> [DIRECTIONS FOR THIS TASK] Your answer should be every line of the records that contains the word "elapsed", copied as it stands.

> [Stored items]
================

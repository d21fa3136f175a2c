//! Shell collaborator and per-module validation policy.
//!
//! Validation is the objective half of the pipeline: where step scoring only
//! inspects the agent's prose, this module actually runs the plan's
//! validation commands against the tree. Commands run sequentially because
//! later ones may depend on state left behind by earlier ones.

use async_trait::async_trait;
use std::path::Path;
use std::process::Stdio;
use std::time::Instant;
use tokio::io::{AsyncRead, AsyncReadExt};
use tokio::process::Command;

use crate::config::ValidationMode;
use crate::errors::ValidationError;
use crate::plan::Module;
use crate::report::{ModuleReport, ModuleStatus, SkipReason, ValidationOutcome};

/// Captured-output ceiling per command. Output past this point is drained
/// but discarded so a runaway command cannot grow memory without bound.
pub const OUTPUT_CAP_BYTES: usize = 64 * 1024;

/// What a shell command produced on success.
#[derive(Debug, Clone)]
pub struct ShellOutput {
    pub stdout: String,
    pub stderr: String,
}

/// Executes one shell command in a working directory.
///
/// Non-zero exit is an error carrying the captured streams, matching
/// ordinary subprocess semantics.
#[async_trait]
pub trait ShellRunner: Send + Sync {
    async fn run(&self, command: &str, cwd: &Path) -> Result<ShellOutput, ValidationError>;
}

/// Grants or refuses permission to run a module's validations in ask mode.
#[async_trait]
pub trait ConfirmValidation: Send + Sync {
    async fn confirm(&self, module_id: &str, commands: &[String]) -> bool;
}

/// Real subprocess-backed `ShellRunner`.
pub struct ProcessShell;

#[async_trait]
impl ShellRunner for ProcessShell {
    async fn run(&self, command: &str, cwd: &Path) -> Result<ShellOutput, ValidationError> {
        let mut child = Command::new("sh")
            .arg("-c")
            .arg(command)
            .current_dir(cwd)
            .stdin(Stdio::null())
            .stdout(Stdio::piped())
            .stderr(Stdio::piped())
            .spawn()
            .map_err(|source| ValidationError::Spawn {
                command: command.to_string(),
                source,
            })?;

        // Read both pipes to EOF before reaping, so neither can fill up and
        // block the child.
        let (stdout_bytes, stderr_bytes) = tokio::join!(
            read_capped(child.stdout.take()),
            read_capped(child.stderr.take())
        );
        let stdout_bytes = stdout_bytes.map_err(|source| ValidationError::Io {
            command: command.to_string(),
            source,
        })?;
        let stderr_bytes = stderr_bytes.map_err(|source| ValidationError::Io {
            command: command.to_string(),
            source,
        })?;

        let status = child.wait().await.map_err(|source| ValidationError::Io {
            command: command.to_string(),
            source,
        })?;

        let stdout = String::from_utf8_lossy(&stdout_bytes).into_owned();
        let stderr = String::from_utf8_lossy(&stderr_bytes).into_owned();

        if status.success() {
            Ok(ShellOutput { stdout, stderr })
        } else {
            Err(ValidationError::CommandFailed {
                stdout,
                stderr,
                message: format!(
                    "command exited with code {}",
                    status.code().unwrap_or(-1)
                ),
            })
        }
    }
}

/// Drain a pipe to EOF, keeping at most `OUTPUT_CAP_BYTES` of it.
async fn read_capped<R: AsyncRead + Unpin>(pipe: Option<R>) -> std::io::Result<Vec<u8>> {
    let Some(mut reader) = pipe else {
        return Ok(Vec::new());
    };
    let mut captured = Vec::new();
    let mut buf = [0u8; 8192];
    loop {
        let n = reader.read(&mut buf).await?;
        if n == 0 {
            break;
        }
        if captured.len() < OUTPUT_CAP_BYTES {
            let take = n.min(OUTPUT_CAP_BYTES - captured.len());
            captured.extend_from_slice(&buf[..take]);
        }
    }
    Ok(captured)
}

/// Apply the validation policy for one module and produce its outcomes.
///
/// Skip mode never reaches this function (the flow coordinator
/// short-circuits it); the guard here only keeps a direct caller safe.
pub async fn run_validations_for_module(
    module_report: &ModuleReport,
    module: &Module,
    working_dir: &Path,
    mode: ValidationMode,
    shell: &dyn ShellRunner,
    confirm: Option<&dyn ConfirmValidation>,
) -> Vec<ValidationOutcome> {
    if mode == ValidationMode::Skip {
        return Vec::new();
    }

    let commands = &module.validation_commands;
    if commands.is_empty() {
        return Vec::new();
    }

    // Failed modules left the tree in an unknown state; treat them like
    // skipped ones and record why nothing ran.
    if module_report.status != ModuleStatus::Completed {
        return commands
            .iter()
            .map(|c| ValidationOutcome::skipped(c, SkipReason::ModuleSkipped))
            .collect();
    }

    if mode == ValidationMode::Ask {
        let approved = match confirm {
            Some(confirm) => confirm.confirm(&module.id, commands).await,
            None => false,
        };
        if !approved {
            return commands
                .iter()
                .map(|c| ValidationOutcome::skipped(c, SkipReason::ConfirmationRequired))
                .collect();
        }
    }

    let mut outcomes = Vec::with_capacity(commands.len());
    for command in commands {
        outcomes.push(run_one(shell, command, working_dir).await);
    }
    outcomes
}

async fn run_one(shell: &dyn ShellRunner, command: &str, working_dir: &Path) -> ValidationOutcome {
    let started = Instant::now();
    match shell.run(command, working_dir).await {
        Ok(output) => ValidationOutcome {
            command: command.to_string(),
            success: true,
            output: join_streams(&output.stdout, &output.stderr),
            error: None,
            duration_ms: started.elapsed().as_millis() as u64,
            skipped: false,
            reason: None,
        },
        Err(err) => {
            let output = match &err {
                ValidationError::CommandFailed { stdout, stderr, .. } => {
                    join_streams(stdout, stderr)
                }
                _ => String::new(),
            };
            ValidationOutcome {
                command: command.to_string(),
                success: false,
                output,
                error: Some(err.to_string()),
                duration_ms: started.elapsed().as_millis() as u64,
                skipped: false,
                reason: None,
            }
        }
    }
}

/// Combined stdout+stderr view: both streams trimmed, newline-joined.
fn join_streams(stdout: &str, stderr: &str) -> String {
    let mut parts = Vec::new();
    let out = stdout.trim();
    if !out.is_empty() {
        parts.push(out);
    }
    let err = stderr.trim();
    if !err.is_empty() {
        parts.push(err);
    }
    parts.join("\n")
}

================

> [OUTPUT FOR THIS TASK]
            duration_ms: started.elapsed().as_millis() as u64,
                duration_ms: started.elapsed().as_millis() as u64,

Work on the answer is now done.